AIM OF THE EXERCISE
Wherever the word "begin" appears in a line below, that line counts; report the total number of such lines only.

DATA PROVIDED
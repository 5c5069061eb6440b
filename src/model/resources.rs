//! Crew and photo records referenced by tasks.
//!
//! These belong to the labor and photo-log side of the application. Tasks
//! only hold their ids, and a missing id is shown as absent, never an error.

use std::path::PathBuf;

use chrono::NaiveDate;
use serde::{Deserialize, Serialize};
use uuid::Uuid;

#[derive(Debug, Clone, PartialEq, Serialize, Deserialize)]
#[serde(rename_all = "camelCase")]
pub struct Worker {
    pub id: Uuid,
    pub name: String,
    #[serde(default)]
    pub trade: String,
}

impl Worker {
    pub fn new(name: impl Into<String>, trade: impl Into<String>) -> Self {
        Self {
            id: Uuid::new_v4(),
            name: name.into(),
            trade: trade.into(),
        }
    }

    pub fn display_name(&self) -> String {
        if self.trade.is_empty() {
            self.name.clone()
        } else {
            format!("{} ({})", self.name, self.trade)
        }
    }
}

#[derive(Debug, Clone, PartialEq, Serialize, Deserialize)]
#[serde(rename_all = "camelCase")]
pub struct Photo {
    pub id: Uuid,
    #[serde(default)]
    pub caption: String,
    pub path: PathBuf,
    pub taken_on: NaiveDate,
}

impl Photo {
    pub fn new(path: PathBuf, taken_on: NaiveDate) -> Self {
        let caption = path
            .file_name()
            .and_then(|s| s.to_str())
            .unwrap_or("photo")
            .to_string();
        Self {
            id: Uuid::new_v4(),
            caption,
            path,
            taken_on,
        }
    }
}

---

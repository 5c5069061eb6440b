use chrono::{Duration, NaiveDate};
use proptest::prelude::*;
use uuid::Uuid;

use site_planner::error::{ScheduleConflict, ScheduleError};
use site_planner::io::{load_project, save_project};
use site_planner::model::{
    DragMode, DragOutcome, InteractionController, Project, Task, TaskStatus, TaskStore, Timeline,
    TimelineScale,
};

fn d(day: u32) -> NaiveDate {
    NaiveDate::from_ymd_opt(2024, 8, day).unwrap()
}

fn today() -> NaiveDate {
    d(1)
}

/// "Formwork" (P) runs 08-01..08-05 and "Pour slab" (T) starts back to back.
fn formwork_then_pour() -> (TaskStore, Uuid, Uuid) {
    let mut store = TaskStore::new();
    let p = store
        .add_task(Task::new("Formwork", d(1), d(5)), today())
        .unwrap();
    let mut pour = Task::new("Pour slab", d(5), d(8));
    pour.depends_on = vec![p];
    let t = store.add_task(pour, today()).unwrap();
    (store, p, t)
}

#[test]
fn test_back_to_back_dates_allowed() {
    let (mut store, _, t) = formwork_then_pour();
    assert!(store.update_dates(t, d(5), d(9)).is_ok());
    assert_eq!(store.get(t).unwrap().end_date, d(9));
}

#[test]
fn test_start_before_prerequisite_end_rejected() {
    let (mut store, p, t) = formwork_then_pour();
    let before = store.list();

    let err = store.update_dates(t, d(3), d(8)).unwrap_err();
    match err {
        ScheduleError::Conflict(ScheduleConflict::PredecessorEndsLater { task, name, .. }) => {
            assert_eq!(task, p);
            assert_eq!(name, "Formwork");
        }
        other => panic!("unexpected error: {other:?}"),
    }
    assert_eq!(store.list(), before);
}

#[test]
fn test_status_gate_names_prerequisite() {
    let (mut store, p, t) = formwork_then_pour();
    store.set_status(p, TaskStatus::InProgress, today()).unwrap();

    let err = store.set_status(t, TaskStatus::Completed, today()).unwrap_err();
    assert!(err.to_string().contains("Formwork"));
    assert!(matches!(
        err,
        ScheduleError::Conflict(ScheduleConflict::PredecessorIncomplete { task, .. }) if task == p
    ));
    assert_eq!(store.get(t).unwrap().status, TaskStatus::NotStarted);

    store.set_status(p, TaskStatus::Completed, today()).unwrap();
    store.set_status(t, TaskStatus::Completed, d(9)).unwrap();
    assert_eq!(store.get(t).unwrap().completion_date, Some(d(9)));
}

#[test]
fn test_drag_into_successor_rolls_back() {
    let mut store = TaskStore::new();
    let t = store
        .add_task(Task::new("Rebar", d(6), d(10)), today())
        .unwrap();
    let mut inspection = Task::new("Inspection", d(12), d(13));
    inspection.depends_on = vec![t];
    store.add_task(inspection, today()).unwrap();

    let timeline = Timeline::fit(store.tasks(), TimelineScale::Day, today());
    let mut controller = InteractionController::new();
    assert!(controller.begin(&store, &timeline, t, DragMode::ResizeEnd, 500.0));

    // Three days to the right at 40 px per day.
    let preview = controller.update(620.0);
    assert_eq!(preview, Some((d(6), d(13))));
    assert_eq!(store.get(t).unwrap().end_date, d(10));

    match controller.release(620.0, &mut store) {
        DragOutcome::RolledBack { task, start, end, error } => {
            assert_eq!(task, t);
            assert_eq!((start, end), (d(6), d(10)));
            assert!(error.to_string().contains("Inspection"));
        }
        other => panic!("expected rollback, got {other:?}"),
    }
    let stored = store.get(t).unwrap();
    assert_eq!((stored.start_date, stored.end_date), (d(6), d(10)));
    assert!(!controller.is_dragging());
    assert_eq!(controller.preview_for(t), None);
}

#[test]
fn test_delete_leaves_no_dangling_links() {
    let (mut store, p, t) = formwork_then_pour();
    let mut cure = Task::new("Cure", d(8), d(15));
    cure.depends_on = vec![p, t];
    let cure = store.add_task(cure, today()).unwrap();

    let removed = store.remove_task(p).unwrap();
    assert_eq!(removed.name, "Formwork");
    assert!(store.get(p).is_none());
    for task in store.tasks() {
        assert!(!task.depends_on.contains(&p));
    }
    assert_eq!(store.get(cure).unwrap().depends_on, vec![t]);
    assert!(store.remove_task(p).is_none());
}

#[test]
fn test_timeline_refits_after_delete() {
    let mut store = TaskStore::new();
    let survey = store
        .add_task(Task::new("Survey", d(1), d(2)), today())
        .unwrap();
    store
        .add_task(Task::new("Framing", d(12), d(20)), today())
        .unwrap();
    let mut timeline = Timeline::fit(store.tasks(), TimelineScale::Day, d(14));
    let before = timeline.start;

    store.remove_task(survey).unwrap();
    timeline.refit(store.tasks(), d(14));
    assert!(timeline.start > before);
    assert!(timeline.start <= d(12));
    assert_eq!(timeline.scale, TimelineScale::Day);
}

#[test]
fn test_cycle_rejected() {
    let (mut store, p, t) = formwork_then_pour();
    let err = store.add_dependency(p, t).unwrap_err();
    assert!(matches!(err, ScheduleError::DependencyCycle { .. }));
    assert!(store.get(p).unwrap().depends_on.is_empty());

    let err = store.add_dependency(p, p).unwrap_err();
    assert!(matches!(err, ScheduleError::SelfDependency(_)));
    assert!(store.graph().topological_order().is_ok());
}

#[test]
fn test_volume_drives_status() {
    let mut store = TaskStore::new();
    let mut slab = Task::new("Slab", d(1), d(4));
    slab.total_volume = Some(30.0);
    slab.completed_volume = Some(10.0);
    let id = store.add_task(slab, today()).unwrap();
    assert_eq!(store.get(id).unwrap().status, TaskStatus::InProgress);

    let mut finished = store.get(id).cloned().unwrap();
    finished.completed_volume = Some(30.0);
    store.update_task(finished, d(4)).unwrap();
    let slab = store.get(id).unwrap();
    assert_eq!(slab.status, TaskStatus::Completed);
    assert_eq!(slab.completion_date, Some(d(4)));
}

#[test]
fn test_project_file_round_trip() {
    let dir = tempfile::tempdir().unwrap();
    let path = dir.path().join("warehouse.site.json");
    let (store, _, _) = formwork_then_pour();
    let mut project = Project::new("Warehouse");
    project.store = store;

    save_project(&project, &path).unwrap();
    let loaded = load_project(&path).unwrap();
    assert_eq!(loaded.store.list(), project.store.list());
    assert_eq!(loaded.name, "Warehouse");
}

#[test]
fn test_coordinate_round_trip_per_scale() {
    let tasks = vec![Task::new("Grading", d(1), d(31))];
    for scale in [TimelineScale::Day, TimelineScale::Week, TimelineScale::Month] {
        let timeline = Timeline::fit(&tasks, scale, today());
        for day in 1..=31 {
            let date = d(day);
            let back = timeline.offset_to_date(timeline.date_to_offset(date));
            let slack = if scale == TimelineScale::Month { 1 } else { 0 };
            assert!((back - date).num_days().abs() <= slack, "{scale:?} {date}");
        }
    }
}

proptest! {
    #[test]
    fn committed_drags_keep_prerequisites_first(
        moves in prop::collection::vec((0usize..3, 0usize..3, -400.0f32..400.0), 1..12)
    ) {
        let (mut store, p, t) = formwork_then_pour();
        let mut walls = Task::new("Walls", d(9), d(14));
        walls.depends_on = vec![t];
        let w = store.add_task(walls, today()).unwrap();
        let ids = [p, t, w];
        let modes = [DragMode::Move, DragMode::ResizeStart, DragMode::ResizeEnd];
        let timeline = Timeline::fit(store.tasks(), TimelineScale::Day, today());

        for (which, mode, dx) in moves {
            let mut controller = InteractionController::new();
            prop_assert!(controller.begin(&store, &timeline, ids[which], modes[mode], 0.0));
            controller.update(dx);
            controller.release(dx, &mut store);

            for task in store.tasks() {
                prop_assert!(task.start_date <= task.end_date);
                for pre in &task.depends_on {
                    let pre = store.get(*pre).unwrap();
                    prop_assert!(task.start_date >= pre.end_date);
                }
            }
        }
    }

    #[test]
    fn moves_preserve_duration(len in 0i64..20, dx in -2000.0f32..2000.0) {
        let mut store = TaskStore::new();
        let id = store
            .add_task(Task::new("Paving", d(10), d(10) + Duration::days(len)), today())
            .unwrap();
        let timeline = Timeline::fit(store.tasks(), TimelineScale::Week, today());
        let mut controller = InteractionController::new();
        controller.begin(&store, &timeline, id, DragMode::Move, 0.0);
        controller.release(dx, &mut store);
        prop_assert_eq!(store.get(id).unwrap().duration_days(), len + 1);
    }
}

RESULT OF THIS TASK
3